(SLAM) Navigating While Mapping


This document explains how to use Nav2 with SLAM. The following steps show ROS 2 users how to generate occupancy grid maps and use Nav2 to move their robot around. This tutorial applies to both simulated and physical robots, but will be completed here on physical robot.

Before completing this tutorial, completing the Getting Started is highly recommended especially if you are new to ROS and Navigation2.

In this tutorial we’ll be using SLAM Toolbox. More information can be found in the ROSCon talk for SLAM Toolbox


You must install Navigation2, Turtlebot3, and SLAM Toolbox. If you don’t have them installed, please follow Getting Started.

SLAM Toolbox can be installed via:

sudo apt install ros-<ros2-distro>-slam-toolbox

or from built from source in your workspace with:

git clone -b <ros2-distro>-devel git@github.com:stevemacenski/slam_toolbox.git

Tutorial Steps

0- Launch Robot Interfaces

For this tutorial, we will use the turtlebot3. If you have another robot, replace with your robot specific interfaces. Typically, this includes the robot state publisher of the URDF, simulated or physical robot interfaces, controllers, safety nodes, and the like.

Run the following commands first whenever you open a new terminal during this tutorial.

  • source /opt/ros/<ros2-distro>/setup.bash

  • export TURTLEBOT3_MODEL=waffle

Launch your robot’s interface and robot state publisher,

ros2 launch turtlebot3_bringup robot.launch.py

1- Launch Navigation2

Launch Navigation without nav2_amcl and nav2_map_server. It is assumed that the SLAM node(s) will publish to /map topic and provide the map->odom transform.

ros2 launch nav2_bringup navigation_launch.py

2- Launch SLAM

Bring up your choice of SLAM implementation. Make sure it provides the map->odom transform and /map topic. Run Rviz and add the topics you want to visualize such as /map, /tf, /laserscan etc. For this tutorial, we will use SLAM Toolbox.

ros2 launch slam_toolbox online_async_launch.py

3- Working with SLAM

Move your robot by requesting a goal through RViz or the ROS 2 CLI, ie:

ros2 topic pub /goal_pose geometry_msgs/PoseStamped "{header: {stamp: {sec: 0}, frame_id: 'map'}, pose: {position: {x: 0.2, y: 0.0, z: 0.0}, orientation: {w: 1.0}}}"

You should see the map update live! To save this map to file:

ros2 run nav2_map_server map_saver_cli -f ~/map

Navigation2 with SLAM

4- Getting Started Simplification

If you’re only interested in running SLAM in the turtlebot3 getting started sandbox world, we also provide a simple way to enable SLAM as a launch configuration.

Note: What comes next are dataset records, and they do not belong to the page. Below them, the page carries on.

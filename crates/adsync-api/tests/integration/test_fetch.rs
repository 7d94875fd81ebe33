//! Successful fetches against the campaign performance endpoint

use adsync_core::domain::DataSource;
use adsync_core::ports::IPerformanceSource;

use crate::common;

#[tokio::test]
async fn test_fetch_decodes_rows_and_converts_micros() {
    let (server, client) = common::setup().await;
    let range = common::range("2025-09-01", "2025-09-02");
    common::mount_rows(
        &server,
        range,
        serde_json::json!([
            {
                "date": "2025-09-01",
                "campaign_id": "111",
                "campaign_name": "Brand",
                "campaign_status": "ENABLED",
                "impressions": 1000,
                "clicks": 50,
                "cost_micros": 12_340_000,
                "conversions": 3.0,
                "conversions_value": 450.0,
                "all_conversions": 4.0,
                "view_through_conversions": 2
            },
            {
                "date": "2025-09-02",
                "campaign_id": "111",
                "impressions": 800,
                "clicks": 0
            }
        ]),
    )
    .await;

    let rows = client
        .fetch_rows(&common::customer(), range)
        .await
        .expect("fetch failed");

    assert_eq!(rows.len(), 2);
    assert_eq!(rows[0].data_source, DataSource::GoogleAds);
    assert_eq!(rows[0].cost, 12.34);
    assert_eq!(rows[0].conversions_value, 450.0);
    assert_eq!(rows[0].view_through_conversions, 2);
    assert_eq!(rows[1].cost, 0.0);
    assert_eq!(rows[1].campaign_name, "");
}

#[tokio::test]
async fn test_fetch_through_port_trait() {
    let (server, client) = common::setup().await;
    let range = common::range("2025-09-01", "2025-09-01");
    common::mount_rows(&server, range, serde_json::json!([])).await;

    let source: &dyn IPerformanceSource = &client;
    let rows = source.fetch(&common::customer(), range).await.unwrap();

    assert!(rows.is_empty());
}

#[tokio::test]
async fn test_rows_outside_range_are_dropped() {
    let (server, client) = common::setup().await;
    let range = common::range("2025-09-01", "2025-09-01");
    common::mount_rows(
        &server,
        range,
        serde_json::json!([
            { "date": "2025-08-31", "campaign_id": "111" },
            { "date": "2025-09-01", "campaign_id": "111" },
            { "date": "2025-09-02", "campaign_id": "111" }
        ]),
    )
    .await;

    let rows = client.fetch_rows(&common::customer(), range).await.unwrap();

    assert_eq!(rows.len(), 1);
    assert_eq!(rows[0].date, range.start);
}

#[tokio::test]
async fn test_explicit_data_source_is_kept() {
    let (server, client) = common::setup().await;
    let range = common::range("2025-09-01", "2025-09-01");
    common::mount_rows(
        &server,
        range,
        serde_json::json!([
            { "data_source": "google_lsa", "date": "2025-09-01", "campaign_id": "lsa-1" }
        ]),
    )
    .await;

    let rows = client.fetch_rows(&common::customer(), range).await.unwrap();

    assert_eq!(rows[0].data_source, DataSource::GoogleLsa);
}
//! Port definitions (hexagonal architecture interfaces)
//!
//! This module defines the port traits that form the boundaries of the
//! hexagonal architecture. Ports are interfaces that the engine depends on,
//! but whose implementations live in adapter crates.
//!
//! ## Ports Overview
//!
//! - [`IPerformanceSource`] - Upstream advertising API (fetch rows for a date range)
//! - [`IProcessProbe`] - Process liveness checks for stale-lock detection
//! - [`IClock`] - Current time, injectable for deterministic windows

pub mod clock;
pub mod performance_source;
pub mod process_probe;

pub use clock::{FixedClock, IClock};
pub use performance_source::IPerformanceSource;
pub use process_probe::IProcessProbe;
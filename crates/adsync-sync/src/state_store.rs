//! Client state persistence
//!
//! One pretty-printed JSON document per client at `state/<slug>.json`,
//! always replaced whole through the atomic writer.

use std::path::{Path, PathBuf};

use adsync_core::domain::ClientState;
use tracing::{debug, instrument};

use crate::{atomic, SyncError};

/// Reads and writes [`ClientState`] documents under a state directory
#[derive(Debug, Clone)]
pub struct StateStore {
    dir: PathBuf,
}

impl StateStore {
    #[must_use]
    pub fn new(dir: impl Into<PathBuf>) -> Self {
        Self { dir: dir.into() }
    }

    /// Path of the state file for `slug`
    #[must_use]
    pub fn path_for(&self, slug: &str) -> PathBuf {
        self.dir.join(format!("{slug}.json"))
    }

    /// Load the state for `slug`; `Ok(None)` if the client was never initialised
    #[instrument(skip(self))]
    pub async fn load(&self, slug: &str) -> Result<Option<ClientState>, SyncError> {
        read_state(&self.path_for(slug)).await
    }

    /// Persist `state` atomically
    #[instrument(skip(self, state), fields(slug = %state.slug))]
    pub async fn save(&self, state: &ClientState) -> Result<(), SyncError> {
        let path = self.path_for(state.slug.as_str());
        let bytes = serde_json::to_vec_pretty(state).map_err(|e| {
            SyncError::write(&path, std::io::Error::new(std::io::ErrorKind::InvalidData, e))
        })?;
        atomic::write_atomic(&path, &bytes).await?;
        debug!(path = %path.display(), "state saved");
        Ok(())
    }
}

async fn read_state(path: &Path) -> Result<Option<ClientState>, SyncError> {
    let bytes = match tokio::fs::read(path).await {
        Ok(bytes) => bytes,
        Err(e) if e.kind() == std::io::ErrorKind::NotFound => return Ok(None),
        Err(e) => {
            return Err(SyncError::StateCorrupt {
                path: path.to_path_buf(),
                reason: e.to_string(),
            })
        }
    };

    serde_json::from_slice(&bytes)
        .map(Some)
        .map_err(|e| SyncError::StateCorrupt {
            path: path.to_path_buf(),
            reason: e.to_string(),
        })
}

#[cfg(test)]
mod tests {
    use super::*;
    use adsync_core::domain::{ClientSlug, DataSource};
    use chrono::{NaiveDate, TimeZone, Utc};
    use tempfile::TempDir;

    #[tokio::test]
    async fn test_missing_state_is_none() {
        let dir = TempDir::new().unwrap();
        let store = StateStore::new(dir.path());
        assert!(store.load("acme").await.unwrap().is_none());
    }

    #[tokio::test]
    async fn test_save_and_load() {
        let dir = TempDir::new().unwrap();
        let store = StateStore::new(dir.path().join("state"));
        let now = Utc.with_ymd_and_hms(2025, 9, 20, 8, 0, 0).unwrap();

        let mut state = ClientState::new(ClientSlug::new("acme").unwrap(), now);
        state.reset_watermark(
            DataSource::GoogleAds,
            NaiveDate::from_ymd_opt(2025, 9, 19).unwrap(),
            now,
        );
        store.save(&state).await.unwrap();

        assert!(dir.path().join("state/acme.json").exists());
        assert_eq!(store.load("acme").await.unwrap(), Some(state));
    }

    #[tokio::test]
    async fn test_unparseable_state_is_corrupt() {
        let dir = TempDir::new().unwrap();
        let store = StateStore::new(dir.path());
        tokio::fs::write(store.path_for("acme"), b"{ not json").await.unwrap();

        let err = store.load("acme").await.unwrap_err();
        assert!(matches!(err, SyncError::StateCorrupt { .. }));
    }
}
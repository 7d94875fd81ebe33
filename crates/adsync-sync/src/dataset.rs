//! Master dataset codec
//!
//! The dataset is a single CSV file per client with a header row and one
//! line per [`CampaignRow`]. Derived metrics with a zero denominator are
//! written as empty fields.

use std::path::Path;

use adsync_core::domain::CampaignRow;
use tracing::{debug, instrument};

use crate::{atomic, SyncError};

/// Serialize rows to CSV bytes, header first
pub fn encode(rows: &[CampaignRow]) -> Result<Vec<u8>, csv::Error> {
    let mut writer = csv::Writer::from_writer(Vec::new());
    for row in rows {
        writer.serialize(row)?;
    }
    writer.into_inner().map_err(|e| csv::Error::from(e.into_error()))
}

/// Parse CSV bytes produced by [`encode`]
pub fn decode(bytes: &[u8]) -> Result<Vec<CampaignRow>, csv::Error> {
    let mut reader = csv::Reader::from_reader(bytes);
    reader.deserialize().collect()
}

/// Load the dataset at `path`; `Ok(None)` when the file does not exist
#[instrument(skip(path), fields(path = %path.display()))]
pub async fn load(path: &Path) -> Result<Option<Vec<CampaignRow>>, SyncError> {
    let bytes = match tokio::fs::read(path).await {
        Ok(bytes) => bytes,
        Err(e) if e.kind() == std::io::ErrorKind::NotFound => return Ok(None),
        Err(e) => {
            return Err(SyncError::StateCorrupt {
                path: path.to_path_buf(),
                reason: e.to_string(),
            })
        }
    };

    let rows = decode(&bytes).map_err(|e| SyncError::StateCorrupt {
        path: path.to_path_buf(),
        reason: e.to_string(),
    })?;
    debug!(rows = rows.len(), "dataset loaded");
    Ok(Some(rows))
}

/// Replace the dataset at `path` atomically
#[instrument(skip(path, rows), fields(path = %path.display(), rows = rows.len()))]
pub async fn save(path: &Path, rows: &[CampaignRow]) -> Result<(), SyncError> {
    let bytes = encode(rows).map_err(|e| {
        SyncError::write(path, std::io::Error::new(std::io::ErrorKind::InvalidData, e))
    })?;
    atomic::write_atomic(path, &bytes).await
}
//! adsync Core - Domain logic and business rules
//!
//! This crate contains the hexagonal architecture core with:
//! - **Domain entities** - `ClientState`, `CampaignRow`, `DateRange`, `ErrorRecord`
//! - **Window calculation** - backfill, append and chunking of date ranges
//! - **Port definitions** - Traits for adapters: `IPerformanceSource`, `IProcessProbe`, `IClock`
//!
//! # Architecture
//!
//! The domain module contains pure business logic with no I/O.
//! Ports define trait interfaces that adapter crates implement.
//! The orchestration of ports lives in `adsync-sync`.

pub mod config;
pub mod domain;
pub mod ports;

Rather than individually launching the interfaces, navigation, and SLAM, you can continue to use the tb3_simulation_launch.py with slam config set to true. We provide the instructions above with the assumption that you’d like to run SLAM on your own robot which would have separated simulation / robot interfaces and navigation launch files that are combined in tb3_simulation_launch.py for the purposes of easy testing.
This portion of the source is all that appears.